# how do I get udev to set /dev/sg0 (scanner) correctly ?

## yfh2

I have an Umax Astra scsi scanner, which uses the module aic7xxx

The scanner is attached to /dev/sg0

Problem is : after boot, the perimssions are set uncorrectly

```

crw-rw----  1 root root 21, 0 aoû 16  2003 /dev/sg0

```

Udev rules are set like this regarding 'sg' devices :

```

grep sg /etc/udev/rules.d/50-udev.rules

BUS=="scsi",    KERNEL="sg[0-9]*", ACTION=="add", DRIVER=="sr", GROUP="cdrom", MODE="0666"

```

First thing is : MODE and GROUP are not taken into account ...

Second is : why should I have my scanner device in cdrom group ?

Third : I load the module aicxxx at boot time, and I get plenty of weird messages (I don't know where to find the log) by udev, waiting for several devices (or else) to answer ...

Now : what should I do ?

----------

## lost+found

 *yfh2 wrote:*   

> I have an Umax Astra scsi scanner, which uses the module aic7xxx
> 
> ...
> 
> Third : I load the module aicxxx at boot time, and I get plenty of weird messages (I don't know where to find the log) by udev, waiting for several devices (or else) to answer ...
> ...

 

There's a bug in the aic7xxx scsi driver. If you downgrade to a 2.6.13 or older kernel, it should work again... 
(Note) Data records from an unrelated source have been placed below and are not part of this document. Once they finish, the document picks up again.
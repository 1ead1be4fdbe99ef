//! CLI blackjack example.

#![allow(clippy::missing_docs_in_private_items)]

use std::io::{self, Write};
use std::time::{SystemTime, UNIX_EPOCH};

use vingtun::{Card, Game, GameResult, Hand, Suit};

fn main() {
    println!("Blackjack CLI example (h = hit, s = stand, ? = advice, q = quit)");

    let seed = SystemTime::now()
        .duration_since(UNIX_EPOCH)
        .unwrap_or_default()
        .as_secs();
    let mut game = Game::new(seed);

    loop {
        while !game.is_round_over() {
            print_table(&game, false);

            match prompt_line("Action ([h]it [s]tand [?]advice [q]uit): ").as_str() {
                "h" | "hit" => {
                    if let Err(err) = game.hit() {
                        println!("Action error: {err}");
                    }
                }
                "s" | "stand" => {
                    if let Err(err) = game.stand() {
                        println!("Action error: {err}");
                    }
                }
                "?" | "advice" => println!("Advice: {}", game.suggestion()),
                "q" | "quit" => return,
                _ => println!("Unknown action."),
            }
        }

        print_table(&game, true);
        println!("Round result: {}", describe_result(game.result()));

        let again = prompt_line("Next round? (n to quit): ");
        if matches!(again.as_str(), "n" | "no" | "q" | "quit") {
            println!("Goodbye.");
            return;
        }
        game.reset();
    }
}

fn prompt_line(prompt: &str) -> String {
    print!("{prompt}");
    let _ = io::stdout().flush();

    let mut input = String::new();
    if io::stdin().read_line(&mut input).is_err() {
        return String::new();
    }
    input.trim().to_lowercase()
}

fn print_table(game: &Game, reveal_dealer: bool) {
    let state = game.state();
    println!("\nDeck: {} cards remaining", state.deck().len());

    let dealer = state.dealer_hand();
    if reveal_dealer {
        println!("Dealer: {} (score {})", format_hand(dealer), dealer.score());
    } else {
        println!("Dealer: {} ??", format_card(state.dealer_up_card()));
    }

    let player = state.player_hand();
    println!(
        "You:    {} (score {}, {})",
        format_hand(player),
        player.score(),
        player.status()
    );
    println!();
}

fn describe_result(result: GameResult) -> &'static str {
    match result {
        GameResult::PlayerWin => "you win",
        GameResult::DealerWin => "dealer wins",
        GameResult::Draw => "push",
        GameResult::NoResult => "still open",
    }
}

fn format_hand(hand: &Hand) -> String {
    hand.cards()
        .iter()
        .map(|card| format_card(*card))
        .collect::<Vec<_>>()
        .join(" ")
}

fn format_card(card: Card) -> String {
    let color = match card.suit {
        Suit::Hearts | Suit::Diamonds => "31",
        Suit::Clubs => "32",
        Suit::Spades => "34",
    };
    colorize(&card.to_string(), color)
}

fn colorize(text: &str, code: &str) -> String {
    format!("\u{1b}[{code}m{text}\u{1b}[0m")
}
https://forums.gentoo.org/viewtopic-t-429277-start-0-postdays-0-postorder-asc-highlight-.html

http://bugzilla.kernel.org/show_bug.cgi?id=5659

 Cheers.

----------

## yfh2

My kernel is 2.6.10, so truth should be elsewhere ...

----------

## yfh2

I have tried to replace the rule with

[code]

BUS=="scsi",    KERNEL="sg0", MODE="0666" 

[/code]

I also tried to restrict to 

[code]

BUS=="scsi",  SYSFS{type}="6",    KERNEL="sg0", MODE="0666" 

[/code]

But somehow, udev does not seem to take the rule into account.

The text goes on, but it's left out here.